Tokyo-based Honda is the biggest customer for Japanese airbag maker Takata Corp.

Honda's quarterly profit slipped 19 percent as costs related to airbag recalls eroded the benefits from growing sales.

Japanese automaker Honda Motor Co. reported Friday an October-December profit of 124.1 billion yen ($1 billion).

Sales for the fiscal third quarter edged up 3.4 percent to 3.617 trillion yen ($30 billion).

Tokyo-based Honda is the biggest customer for Japanese airbag maker Takata Corp., which is behind the massive global recalls spanning nearly all the major automakers, over airbag inflators that can explode.

Nine people in the U.S. and 10 worldwide have been killed because of defective airbag inflators.

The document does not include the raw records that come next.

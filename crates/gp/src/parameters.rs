use crate::errors::{GpError, Result};
use crate::kernels::PolynomialKernel;
use crate::likelihoods::GaussianLikelihood;
use linfa::{Float, ParamGuard};

#[cfg(feature = "serializable")]
use serde::{Deserialize, Serialize};

fn check_finite<F: Float>(name: &str, value: F) -> Result<()> {
    if value.is_finite() {
        Ok(())
    } else {
        Err(GpError::InvalidValueError(format!(
            "`{name}` should be finite, got {value}"
        )))
    }
}

/// A set of validated polynomial kernel parameters.
#[derive(Clone, Debug, PartialEq)]
#[cfg_attr(feature = "serializable", derive(Serialize, Deserialize))]
pub struct PolynomialKernelValidParams<F: Float> {
    /// Logarithm of the offset c
    pub(crate) log_c: F,
    /// Logarithm of the signal standard deviation sigma
    pub(crate) log_sigma: F,
    /// Polynomial degree, not optimized
    pub(crate) degree: u32,
}

impl<F: Float> Default for PolynomialKernelValidParams<F> {
    fn default() -> PolynomialKernelValidParams<F> {
        PolynomialKernelValidParams {
            log_c: F::zero(),
            log_sigma: F::zero(),
            degree: 2,
        }
    }
}

impl<F: Float> PolynomialKernelValidParams<F> {
    /// Get `log(c)`
    pub fn log_c(&self) -> F {
        self.log_c
    }

    /// Get `log(sigma)`
    pub fn log_sigma(&self) -> F {
        self.log_sigma
    }

    /// Get polynomial degree
    pub fn degree(&self) -> u32 {
        self.degree
    }
}

impl<F: Float> From<PolynomialKernelValidParams<F>> for PolynomialKernel<F> {
    fn from(params: PolynomialKernelValidParams<F>) -> Self {
        PolynomialKernel::new(params.log_c, params.log_sigma, params.degree)
    }
}

#[derive(Clone, Debug)]
/// The set of hyperparameters that can be specified to build a [PolynomialKernel].
pub struct PolynomialKernelParams<F: Float>(PolynomialKernelValidParams<F>);

impl<F: Float> Default for PolynomialKernelParams<F> {
    fn default() -> Self {
        Self(PolynomialKernelValidParams::default())
    }
}

impl<F: Float> PolynomialKernelParams<F> {
    /// A constructor for polynomial kernel parameters given the degree
    pub fn new(degree: u32) -> PolynomialKernelParams<F> {
        Self(PolynomialKernelValidParams {
            degree,
            ..Default::default()
        })
    }

    /// Set `log(c)`, c being the offset added to inner products.
    pub fn log_c(mut self, log_c: F) -> Self {
        self.0.log_c = log_c;
        self
    }

    /// Set `log(sigma)`, sigma^2 being the signal variance.
    pub fn log_sigma(mut self, log_sigma: F) -> Self {
        self.0.log_sigma = log_sigma;
        self
    }

    /// Set polynomial degree.
    pub fn degree(mut self, degree: u32) -> Self {
        self.0.degree = degree;
        self
    }

    /// Check parameters and build the kernel
    pub fn build(self) -> Result<PolynomialKernel<F>> {
        Ok(self.check()?.into())
    }
}

impl<F: Float> From<PolynomialKernelValidParams<F>> for PolynomialKernelParams<F> {
    fn from(valid: PolynomialKernelValidParams<F>) -> Self {
        PolynomialKernelParams(valid)
    }
}

impl<F: Float> ParamGuard for PolynomialKernelParams<F> {
    type Checked = PolynomialKernelValidParams<F>;
    type Error = GpError;

    fn check_ref(&self) -> Result<&Self::Checked> {
        check_finite("log_c", self.0.log_c)?;
        check_finite("log_sigma", self.0.log_sigma)?;
        if i32::try_from(self.0.degree).is_err() {
            return Err(GpError::InvalidValueError(format!(
                "`degree` should be at most {}, got {}",
                i32::MAX,
                self.0.degree
            )));
        }
        Ok(&self.0)
    }

    fn check(self) -> Result<Self::Checked> {
        self.check_ref()?;
        Ok(self.0)
    }
}

/// A set of validated gaussian likelihood parameters.
#[derive(Clone, Debug, PartialEq)]
#[cfg_attr(feature = "serializable", derive(Serialize, Deserialize))]
pub struct GaussianLikelihoodValidParams<F: Float> {
    /// Logarithm of the observation noise standard deviation
    pub(crate) log_sigma: F,
}

impl<F: Float> Default for GaussianLikelihoodValidParams<F> {
    fn default() -> GaussianLikelihoodValidParams<F> {
        GaussianLikelihoodValidParams {
            log_sigma: F::cast(GaussianLikelihood::<F>::DEFAULT_LOG_SIGMA),
        }
    }
}

impl<F: Float> GaussianLikelihoodValidParams<F> {
    /// Get `log(sigma)`
    pub fn log_sigma(&self) -> F {
        self.log_sigma
    }
}

impl<F: Float> From<GaussianLikelihoodValidParams<F>> for GaussianLikelihood<F> {
    fn from(params: GaussianLikelihoodValidParams<F>) -> Self {
        GaussianLikelihood::new(params.log_sigma)
    }
}

#[derive(Clone, Debug, Default)]
/// The set of hyperparameters that can be specified to build a [GaussianLikelihood].
pub struct GaussianLikelihoodParams<F: Float>(GaussianLikelihoodValidParams<F>);

impl<F: Float> GaussianLikelihoodParams<F> {
    /// Set `log(sigma)`, sigma being the observation noise standard deviation.
    pub fn log_sigma(mut self, log_sigma: F) -> Self {
        self.0.log_sigma = log_sigma;
        self
    }

    /// Check parameters and build the likelihood
    pub fn build(self) -> Result<GaussianLikelihood<F>> {
        Ok(self.check()?.into())
    }
}

impl<F: Float> ParamGuard for GaussianLikelihoodParams<F> {
    type Checked = GaussianLikelihoodValidParams<F>;
    type Error = GpError;

    fn check_ref(&self) -> Result<&Self::Checked> {
        check_finite("log_sigma", self.0.log_sigma)?;
        Ok(&self.0)
    }

    fn check(self) -> Result<Self::Checked> {
        self.check_ref()?;
        Ok(self.0)
    }
}

impl<F: Float> PolynomialKernel<F> {
    /// Parameters to build a polynomial kernel of given `degree`
    pub fn params_builder(degree: u32) -> PolynomialKernelParams<F> {
        PolynomialKernelParams::new(degree)
    }
}

impl<F: Float> GaussianLikelihood<F> {
    /// Parameters to build a gaussian likelihood
    pub fn params_builder() -> GaussianLikelihoodParams<F> {
        GaussianLikelihoodParams::default()
    }
}
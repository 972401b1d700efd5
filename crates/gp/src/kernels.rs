//! A module for covariance kernels of the GP prior.
//!
//! Kernel hyperparameters are exposed as a flat vector of logarithms of the natural,
//! strictly positive, parameters so that an optimizer can search an unconstrained domain.
//! Gradients are given with respect to those log-parameters.
//!
//! The following kernels are implemented:
//! * polynomial.

use crate::errors::{GpError, Result};
use crate::utils::{KernelData, Prior, StatsKind};
use linfa::Float;
use log::debug;
use ndarray::{Array1, Array2, Array3, ArrayBase, Axis, Data, Ix1, Ix2, Zip, array};
#[cfg(feature = "serializable")]
use serde::{Deserialize, Serialize};
use std::fmt;

/// A trait for covariance kernels used in GP regression
pub trait Kernel<F: Float>: Clone + fmt::Display + Sync {
    /// Number of optimizable hyperparameters
    fn num_params(&self) -> usize;

    /// Current hyperparameters as log values
    fn params(&self) -> Array1<F>;

    /// Set hyperparameters from log values.
    /// Fails with [`GpError::ParameterCountError`] unless `params.len() == self.num_params()`
    fn set_params(&mut self, params: &ArrayBase<impl Data<Elem = F>, Ix1>) -> Result<()>;

    /// Pairwise statistics the kernel is a function of
    fn stats_kind(&self) -> StatsKind;

    /// Covariance `k(x, y)` between two points
    fn cov(
        &self,
        x: &ArrayBase<impl Data<Elem = F>, Ix1>,
        y: &ArrayBase<impl Data<Elem = F>, Ix1>,
    ) -> Result<F>;

    /// Covariance (n_obs, n_obs) matrix of the training data
    fn cov_matrix(&self, data: &KernelData<F>) -> Result<Array2<F>>;

    /// Cross covariance (n1, n2) matrix between points given as (n1, nx) and (n2, nx) arrays
    fn cross_cov(
        &self,
        x1: &ArrayBase<impl Data<Elem = F>, Ix2>,
        x2: &ArrayBase<impl Data<Elem = F>, Ix2>,
    ) -> Result<Array2<F>>;

    /// Derivative of the covariance matrix entry `K[i, j]` with respect to
    /// the `p`-th log hyperparameter
    fn dkij_dtheta(&self, data: &KernelData<F>, i: usize, j: usize, p: usize) -> Result<F>;

    /// Gradients of the covariance matrix with respect to all log hyperparameters
    /// as a (n_obs, n_obs, num_params) array where `[i, j, p]` is `dkij_dtheta(data, i, j, p)`
    fn grad_stack(&self, data: &KernelData<F>) -> Result<Array3<F>>;
}

/// Polynomial kernel
///
/// `k(x, y) = sigma^2 * (c + x.y)^degree`
///
/// where `c > 0` is an offset, `sigma^2` the signal variance and `degree` a fixed
/// integer which is not part of the optimized hyperparameters.
/// Hyperparameters are `[log(c), log(sigma)]`.
#[derive(Clone, Debug, PartialEq)]
#[cfg_attr(feature = "serializable", derive(Serialize, Deserialize))]
pub struct PolynomialKernel<F: Float> {
    /// Offset
    c: F,
    /// Signal variance
    sigma2: F,
    /// Polynomial degree
    degree: u32,
    /// Priors on the log hyperparameters
    #[cfg_attr(feature = "serializable", serde(default))]
    priors: Vec<Prior<F>>,
}

impl<F: Float> Default for PolynomialKernel<F> {
    fn default() -> Self {
        PolynomialKernel::new(F::zero(), F::zero(), 2)
    }
}

impl<F: Float> PolynomialKernel<F> {
    /// Number of log hyperparameters: `log(c)` and `log(sigma)`
    pub const N_PARAMS: usize = 2;

    /// Constructor from `log(c)`, `log(sigma)` and the polynomial degree
    pub fn new(log_c: F, log_sigma: F, degree: u32) -> Self {
        PolynomialKernel {
            c: log_c.exp(),
            sigma2: (F::cast(2.) * log_sigma).exp(),
            degree,
            priors: Vec::new(),
        }
    }

    /// Get offset
    pub fn c(&self) -> F {
        self.c
    }

    /// Get signal variance
    pub fn sigma2(&self) -> F {
        self.sigma2
    }

    /// Get polynomial degree
    pub fn degree(&self) -> u32 {
        self.degree
    }

    /// Get priors on the log hyperparameters, empty at construction
    pub fn priors(&self) -> &[Prior<F>] {
        &self.priors
    }

    /// Covariance given the inner product `t` of two points
    fn cov_at(&self, t: F) -> F {
        self.sigma2 * powu(self.c + t, self.degree)
    }

    /// Covariance derivative with respect to `log(c)` given the inner product `t`:
    /// `c * degree * sigma^2 * (c + t)^(degree - 1)`
    fn dk_dlogc_at(&self, t: F) -> F {
        if self.degree == 0 {
            F::zero()
        } else {
            self.c
                * F::cast(self.degree)
                * self.sigma2
                * powu(self.c + t, self.degree - 1)
        }
    }

    /// Covariance derivative with respect to `log(sigma)` given the inner product `t`
    fn dk_dlogsigma_at(&self, t: F) -> F {
        F::cast(2.) * self.cov_at(t)
    }

    /// Covariance derivative with respect to the `p`-th log hyperparameter
    /// given the inner product `t`. Raw and cached data only differ in the way `t` is obtained.
    fn dk_dtheta_at(&self, t: F, p: usize) -> Result<F> {
        match p {
            0 => Ok(self.dk_dlogc_at(t)),
            1 => Ok(self.dk_dlogsigma_at(t)),
            _ => Err(GpError::InvalidValueError(format!(
                "hyperparameter index {p} out of range, {} has {} hyperparameters",
                self,
                Self::N_PARAMS
            ))),
        }
    }
}

/// `base^n` for any `u32` exponent, `powi` taking an `i32`
fn powu<F: Float>(base: F, n: u32) -> F {
    match i32::try_from(n) {
        Ok(n) => base.powi(n),
        Err(_) => {
            let p = base.abs().powf(F::cast(n));
            if base < F::zero() && n % 2 == 1 { -p } else { p }
        }
    }
}

impl<F: Float> Kernel<F> for PolynomialKernel<F> {
    fn num_params(&self) -> usize {
        Self::N_PARAMS
    }

    fn params(&self) -> Array1<F> {
        array![self.c.ln(), self.sigma2.ln() / F::cast(2.)]
    }

    fn set_params(&mut self, params: &ArrayBase<impl Data<Elem = F>, Ix1>) -> Result<()> {
        GpError::check_param_count(Self::N_PARAMS, params.len())?;
        self.c = params[0].exp();
        self.sigma2 = (F::cast(2.) * params[1]).exp();
        Ok(())
    }

    fn stats_kind(&self) -> StatsKind {
        StatsKind::InnerProduct
    }

    fn cov(
        &self,
        x: &ArrayBase<impl Data<Elem = F>, Ix1>,
        y: &ArrayBase<impl Data<Elem = F>, Ix1>,
    ) -> Result<F> {
        GpError::check_same_len("points", x.len(), y.len())?;
        Ok(self.cov_at(x.dot(y)))
    }

    fn cov_matrix(&self, data: &KernelData<F>) -> Result<Array2<F>> {
        let xtx = data.inner_products()?;
        let mut k = Array2::<F>::zeros(xtx.raw_dim());
        Zip::from(&mut k)
            .and(&xtx)
            .par_for_each(|kij, &t| *kij = self.cov_at(t));
        Ok(k)
    }

    fn cross_cov(
        &self,
        x1: &ArrayBase<impl Data<Elem = F>, Ix2>,
        x2: &ArrayBase<impl Data<Elem = F>, Ix2>,
    ) -> Result<Array2<F>> {
        GpError::check_same_len("points dimension", x1.ncols(), x2.ncols())?;
        let mut k = x1.dot(&x2.t());
        k.par_mapv_inplace(|t| self.cov_at(t));
        Ok(k)
    }

    fn dkij_dtheta(&self, data: &KernelData<F>, i: usize, j: usize, p: usize) -> Result<F> {
        let t = data.inner_product(i, j)?;
        self.dk_dtheta_at(t, p)
    }

    fn grad_stack(&self, data: &KernelData<F>) -> Result<Array3<F>> {
        let xtx = data.inner_products()?;
        let n_obs = xtx.nrows();
        let mut grads = Array3::<F>::zeros((n_obs, n_obs, Self::N_PARAMS));
        Zip::from(grads.lanes_mut(Axis(2)))
            .and(&xtx)
            .par_for_each(|mut dk, &t| {
                dk[0] = self.dk_dlogc_at(t);
                dk[1] = self.dk_dlogsigma_at(t);
            });
        debug!("{self} gradients computed for {n_obs} observations");
        Ok(grads)
    }
}

impl<F: Float> fmt::Display for PolynomialKernel<F> {
    fn fmt(&self, f: &mut fmt::Formatter) -> fmt::Result {
        write!(
            f,
            "Polynomial(c={}, sigma2={}, degree={})",
            self.c, self.sigma2, self.degree
        )
    }
}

Another death has been reported in a crash in which a Takata airbag exploded, but it's unclear whether that was the cause of death.

More than 20 million vehicles in the U.S. with defective Takata airbags are already under recall and the worldwide total is likely at least double that. And it's possible millions more vehicles will need to be recalled.

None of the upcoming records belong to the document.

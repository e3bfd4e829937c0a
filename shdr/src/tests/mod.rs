
//////
//
// Imports
//

// Standard library
use std::fs;

// Clap library
use clap::Parser;

// Local imports
use crate::*;
use shdr_build::{ConfigurationError, DriverError, SilentReport};



//////
//
// Helpers
//

use shdr_util::testing::ScratchDir;

fn defaultArgs () -> Args {
	Args::try_parse_from(["shdr"]).unwrap()
}



//////
//
// Tests
//

#[test]
fn test_args_defaults() {
	let args = defaultArgs();
	assert_eq!(args.config, BuildConfig::Debug);
	assert_eq!(args.framework, "net9.0");
}

#[test]
fn test_args_long() {
	let args = Args::try_parse_from(["shdr", "--config", "release", "--framework", "net8.0"]).unwrap();
	assert_eq!(args.config, BuildConfig::Release);
	assert_eq!(args.framework, "net8.0");
}

#[test]
fn test_args_short() {
	let args = Args::try_parse_from(["shdr", "-c", "release", "-f", "net10.0"]).unwrap();
	assert_eq!(args.config, BuildConfig::Release);
	assert_eq!(args.framework, "net10.0");
}

#[test]
fn test_args_rejectsUnknown() {
	assert!(Args::try_parse_from(["shdr", "--config", "profile"]).is_err());
	assert!(Args::try_parse_from(["shdr", "--platform", "linux"]).is_err());
}

#[test]
fn test_run_missingLibrary()
{
	let scratch = ScratchDir::new();
	let err = run(scratch.path(), &defaultArgs(), SilentReport).unwrap_err();
	assert!(matches!(
		err.downcast_ref::<DriverError>(),
		Some(DriverError::Configuration(ConfigurationError::MissingLibraryRoot(_)))
	));
}

#[test]
fn test_run_malformedConfig() {
	let scratch = ScratchDir::new();
	scratch.write("shdr.yaml", "invalidation: sometimes\n");
	assert!(run(scratch.path(), &defaultArgs(), SilentReport).is_err());
}

#[test]
fn test_run_exitStatus()
{
	let scratch = ScratchDir::new();
	fs::create_dir_all(scratch.path().join("Submodules/bgfx")).unwrap();
	fs::create_dir_all(scratch.path().join("Engine.Assets/Materials")).unwrap();

	// A "compiler" that is never run because there is nothing to compile
	scratch.write("tools/shaderc", "");
	scratch.write("shdr.yaml", "compiler: tools/shaderc\nfailOnCompileErrors: true\n");

	let status = run(scratch.path(), &defaultArgs(), SilentReport).unwrap();
	assert_eq!(status, ExitStatus::Success);
	assert_eq!(status.code(), 0);
}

Speculation has bubbled in the Japanese media that some kind of bailout by Japanese automakers will be needed to rescue Takata, but that would come only on condition of a managerial change, including the resignation of the top executive. Takata denied the reports.

Honda, which makes the Odyssey minivan, Civic sedan and Asimo humanoid robot, stuck to its forecast for profit to rise 3 percent to 525 billion yen for the fiscal year ending March 2016.

For the third quarter, Honda's auto sales jumped nearly 5 percent year-on-year, helped by introducing the Greiz sedan in China. Motorcycle sales slipped by about 3 percent as fewer were sold in Indonesia and China.

Honda acknowledged future costs from class action litigation related to the Takata air bags remained uncertain.

Among the more positive news for the company, Honda began deliveries of its HondaJet corporate aircraft and the leasing of robotic legs called Honda Walking Assist.

Toyota Motor Corp., the world's top automaker in global vehicle sales, outselling Volkswagen AG of Germany and U.S. rival General Motors Co., reports earnings Feb. 5. Nissan Motor Co. reports Feb. 10.